What IC car are you thinking of?

Here, the starting price (before any options) of a Nissan Leaf is CAD$33,998 to CAD$40,548. The Sentra is built on essentially the same platform as the Leaf, and Sentra prices (again before options) run CAD$15,898 to CAD$25,698. Comparable models of other makes are priced competitively with the Sentra. The Leaf and Tesla Model S are the only battery-electric cars found in more than trivial numbers in Canada.

In three of Canada's ten provinces and three territories, other taxpayers will subsidize the Leaf up to CAD$14,000, nearly bringing it down to Sentra prices... but even that doesn't make it "a lot cheaper" by any stretch of the imagination.


----------



## rmay635703 (Oct 23, 2008)

After incentives a new 2017 leaf can be had for $12.5k US

Comparing US prices to foreign is apples to oranges different


----------



## brian_ (Feb 7, 2017)

rmay635703 said:


> Comparing US prices to foreign is apples to oranges different


Yes, that's why I compared Canadian prices for the Leaf to Canadian prices for a very comparable gas-engine model. There's nothing special about the U.S. market (other than simply its size); I don't know to what market Duncan was referring, although I note that he lives in New Zealand, not the U.S.
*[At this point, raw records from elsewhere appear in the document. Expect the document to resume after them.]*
//! Mod-union tables for rarely collected spaces.
//!
//! The image and zygote spaces are almost never written after they are
//! created. Rather than scanning them each collection, their dirty cards are
//! folded into a card cache; the collector visits only the objects on cached
//! cards and prunes cards that no longer reference collectible spaces.

use crate::accounting::bitmap::SpaceBitmap;
use crate::accounting::card_table::CardTable;
use crate::accounting::CardCache;
use crate::address::ObjectRef;

/// A card cache for one immune-capable space.
pub struct ModUnionTable {
    name: String,
    cache: CardCache,
}

impl ModUnionTable {
    /// Creates an empty table for the space spanning `[begin, end)`.
    #[must_use]
    pub fn new(name: impl Into<String>, begin: usize, end: usize) -> Self {
        Self {
            name: name.into(),
            cache: CardCache::new(begin, end),
        }
    }

    /// Name of the owning space.
    #[must_use]
    pub fn name(&self) -> &str {
        &self.name
    }

    /// Folds the space's dirty cards into the table and ages them in the
    /// card table. Returns the number of newly cached cards.
    pub fn process_cards(&self, card_table: &CardTable) -> usize {
        self.cache.absorb_dirty_cards(card_table)
    }

    /// Visits every live object on a cached card. `visit` updates and marks
    /// the object's references and returns `true` if any still points into
    /// a collectible space; other cards are dropped.
    pub fn update_and_mark_references(
        &self,
        live: &SpaceBitmap,
        visit: impl FnMut(ObjectRef) -> bool,
    ) -> usize {
        self.cache.update(live, visit)
    }

    /// Caches every card of the space, forcing one full scan.
    pub fn set_cards(&self) {
        self.cache.set_all();
    }

    /// Forgets every cached card.
    pub fn clear_table(&self) {
        self.cache.clear();
    }

    /// Returns `true` if the card holding `addr` is cached.
    #[must_use]
    pub fn contains_card(&self, addr: usize) -> bool {
        self.cache.contains(addr)
    }

    /// Number of cached cards.
    #[must_use]
    pub fn len(&self) -> usize {
        self.cache.len()
    }

    /// Returns `true` if no card is cached.
    #[must_use]
    pub fn is_empty(&self) -> bool {
        self.len() == 0
    }
}

impl std::fmt::Debug for ModUnionTable {
    fn fmt(&self, f: &mut std::fmt::Formatter<'_>) -> std::fmt::Result {
        f.debug_struct("ModUnionTable")
            .field("name", &self.name)
            .field("cards", &self.len())
            .finish()
    }
}
//! Several mutator threads sharing one heap.

mod common;

use std::sync::atomic::Ordering;
use std::sync::{Arc, Barrier};
use std::thread;

use common::{alloc, config, linked_list, list_payloads, CountingRuntime, MB};
use spacegc::{CollectorType, Heap, SlotModel};

fn counting_heap(collector_type: CollectorType, capacity: usize) -> (Arc<Heap>, Arc<CountingRuntime>) {
    let runtime = Arc::new(CountingRuntime::default());
    let heap = Heap::new(config(collector_type, capacity), Arc::new(SlotModel), runtime.clone()).unwrap();
    (heap, runtime)
}

fn mutators_keep_their_lists(collector_type: CollectorType) {
    const THREADS: usize = 4;
    const ROUNDS: usize = 20;
    let (heap, runtime) = counting_heap(collector_type, 8 * MB);
    let barrier = Arc::new(Barrier::new(THREADS));

    let handles: Vec<_> = (0..THREADS)
        .map(|t| {
            let heap = Arc::clone(&heap);
            let runtime = Arc::clone(&runtime);
            let barrier = Arc::clone(&barrier);
            thread::spawn(move || {
                barrier.wait();
                let _scope = runtime.mutator_scope();
                let mut lists = Vec::new();
                for round in 0..ROUNDS {
                    let len = 10 + t * 5 + round;
                    lists.push((len, runtime.inner.root(linked_list(&heap, &runtime.inner, len))));
                    for _ in 0..50 {
                        alloc(&heap, 1, 3);
                    }
                    if round % 5 == t % 5 {
                        heap.collect_garbage(false);
                    }
                }
                for (len, root) in &lists {
                    let head = root.get().unwrap();
                    assert_eq!(list_payloads(&heap, head), (0..*len).collect::<Vec<_>>());
                }
            })
        })
        .collect();
    for handle in handles {
        handle.join().unwrap();
    }

    assert_eq!(runtime.max_stopped.load(Ordering::SeqCst), 1);
    assert_eq!(runtime.stopped.load(Ordering::SeqCst), 0);
    let collections = heap.gc_count();
    assert!(collections >= THREADS as u64);
    assert!(runtime.suspensions.load(Ordering::SeqCst) as u64 >= collections);
    assert!(heap.verify_heap().is_ok());
}

#[test]
fn test_semi_space_mutators() {
    mutators_keep_their_lists(CollectorType::SemiSpace);
}

#[test]
fn test_mark_sweep_mutators() {
    mutators_keep_their_lists(CollectorType::MarkSweep);
}

#[test]
fn test_collections_are_serialized() {
    const THREADS: usize = 4;
    const EACH: usize = 10;
    let (heap, runtime) = counting_heap(CollectorType::SemiSpace, 2 * MB);
    let _list = runtime.inner.root(linked_list(&heap, &runtime.inner, 200));

    let handles: Vec<_> = (0..THREADS)
        .map(|_| {
            let heap = Arc::clone(&heap);
            thread::spawn(move || {
                for _ in 0..EACH {
                    heap.collect_garbage(false);
                }
            })
        })
        .collect();
    for handle in handles {
        handle.join().unwrap();
    }

    assert_eq!(heap.gc_count(), (THREADS * EACH) as u64);
    assert_eq!(heap.metrics().total_collections(), THREADS * EACH);
    assert_eq!(runtime.max_stopped.load(Ordering::SeqCst), 1);
    assert_eq!(heap.verify_heap(), Ok(200));
}
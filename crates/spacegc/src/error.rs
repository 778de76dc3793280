//! Error types surfaced by the heap.

use std::fmt;
use std::io;

use crate::collector::CollectorType;

/// Allocation failed after every collection in the GC plan was tried.
#[derive(Debug, Clone, PartialEq, Eq)]
pub struct OutOfMemoryError {
    /// Bytes requested.
    pub requested: usize,
    /// Free bytes in the heap when the allocation gave up.
    pub free_bytes: usize,
    /// Bytes left before the growth limit.
    pub until_oom: usize,
    /// Target footprint at the time of failure.
    pub target_footprint: usize,
    /// Growth limit at the time of failure.
    pub growth_limit: usize,
    /// Collector family in use.
    pub allocator: CollectorType,
}

impl fmt::Display for OutOfMemoryError {
    fn fmt(&self, f: &mut fmt::Formatter<'_>) -> fmt::Result {
        write!(
            f,
            "failed to allocate a {} byte allocation with {} free bytes and {} until OOM, \
             target footprint {}, growth limit {} ({:?})",
            self.requested,
            self.free_bytes,
            self.until_oom,
            self.target_footprint,
            self.growth_limit,
            self.allocator
        )
    }
}

impl std::error::Error for OutOfMemoryError {}

/// Why a homogeneous space compaction did not run.
#[derive(Debug, Clone, Copy, PartialEq, Eq)]
pub enum CompactError {
    /// Moving GC is disabled or the heap is not in a state that allows it.
    Rejected,
    /// The active collector has no backup space to compact into.
    Unsupported,
    /// The heap is shutting down.
    ShuttingDown,
}

impl fmt::Display for CompactError {
    fn fmt(&self, f: &mut fmt::Formatter<'_>) -> fmt::Result {
        match self {
            Self::Rejected => f.write_str("homogeneous space compaction rejected"),
            Self::Unsupported => f.write_str("homogeneous space compaction unsupported"),
            Self::ShuttingDown => f.write_str("heap is shutting down"),
        }
    }
}

impl std::error::Error for CompactError {}

/// Invalid [`HeapConfig`](crate::HeapConfig).
#[derive(Debug, Clone, PartialEq)]
pub enum ConfigError {
    /// A size that must be positive is zero.
    ZeroSize(&'static str),
    /// `target_utilization` is outside `(0, 1)`.
    TargetUtilization(f64),
    /// `min_free` exceeds `max_free`.
    FreeRange { min_free: usize, max_free: usize },
    /// The concurrent trigger window is inverted.
    ConcurrentWindow { min: usize, max: usize },
    /// `initial_size <= growth_limit <= capacity` does not hold.
    Limits {
        initial_size: usize,
        growth_limit: usize,
        capacity: usize,
    },
    /// A multiplier or adjustment is not positive.
    Multiplier(&'static str, f64),
    /// The collector type cannot be the heap's main collector.
    UnsupportedCollector(CollectorType),
}

impl fmt::Display for ConfigError {
    fn fmt(&self, f: &mut fmt::Formatter<'_>) -> fmt::Result {
        match self {
            Self::ZeroSize(field) => write!(f, "{field} must be non-zero"),
            Self::TargetUtilization(u) => write!(f, "target utilization {u} is outside (0, 1)"),
            Self::FreeRange { min_free, max_free } => {
                write!(f, "min_free {min_free} exceeds max_free {max_free}")
            }
            Self::ConcurrentWindow { min, max } => {
                write!(f, "concurrent window minimum {min} exceeds maximum {max}")
            }
            Self::Limits {
                initial_size,
                growth_limit,
                capacity,
            } => write!(
                f,
                "expected initial size {initial_size} <= growth limit {growth_limit} <= capacity {capacity}"
            ),
            Self::Multiplier(field, v) => write!(f, "{field} must be positive, got {v}"),
            Self::UnsupportedCollector(c) => write!(f, "{c:?} is not supported as the main collector"),
        }
    }
}

impl std::error::Error for ConfigError {}

/// Heap construction failed.
#[derive(Debug)]
pub enum HeapError {
    /// The configuration was rejected.
    Config(ConfigError),
    /// Reserving memory failed.
    Map(io::Error),
}

impl fmt::Display for HeapError {
    fn fmt(&self, f: &mut fmt::Formatter<'_>) -> fmt::Result {
        match self {
            Self::Config(e) => write!(f, "invalid heap configuration: {e}"),
            Self::Map(e) => write!(f, "failed to map heap memory: {e}"),
        }
    }
}

impl std::error::Error for HeapError {
    fn source(&self) -> Option<&(dyn std::error::Error + 'static)> {
        match self {
            Self::Config(e) => Some(e),
            Self::Map(e) => Some(e),
        }
    }
}

impl From<ConfigError> for HeapError {
    fn from(e: ConfigError) -> Self {
        Self::Config(e)
    }
}

impl From<io::Error> for HeapError {
    fn from(e: io::Error) -> Self {
        Self::Map(e)
    }
}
However, automotive regulations in Canada and the United States are (deliberately) nearly identical, and these two countries (plus Mexico) have a trade agreement making them close to one market for manufacturing. As a result, the price comparison in Canada should be similar to the price comparison in the United States.

Sure enough...


rmay635703 said:


> After incentives a new 2017 leaf can be had for $12.5k US


In the U.S., the starting price (before any options) of a Nissan Leaf is USD$30,680 to USD$36,790. The Sentra is built on essentially the same platform as the Leaf, and Sentra prices (again before options) run USD$16,990 to USD$24,990. The Leaf is, again, much more expensive.

If some U.S. taxpayers will subsidize the Leaf heavily enough to bring it below Sentra prices, that really just means different people are involuntarily paying for it, not that the car is cheap.


----------



## brian_ (Feb 7, 2017)

Since the title of this thread is "Will the Roadster 2 be Cheaper?", this might be a good time to point out that Tesla Motors is taking US$250,000 _deposits_ on the Roadster 2.


----------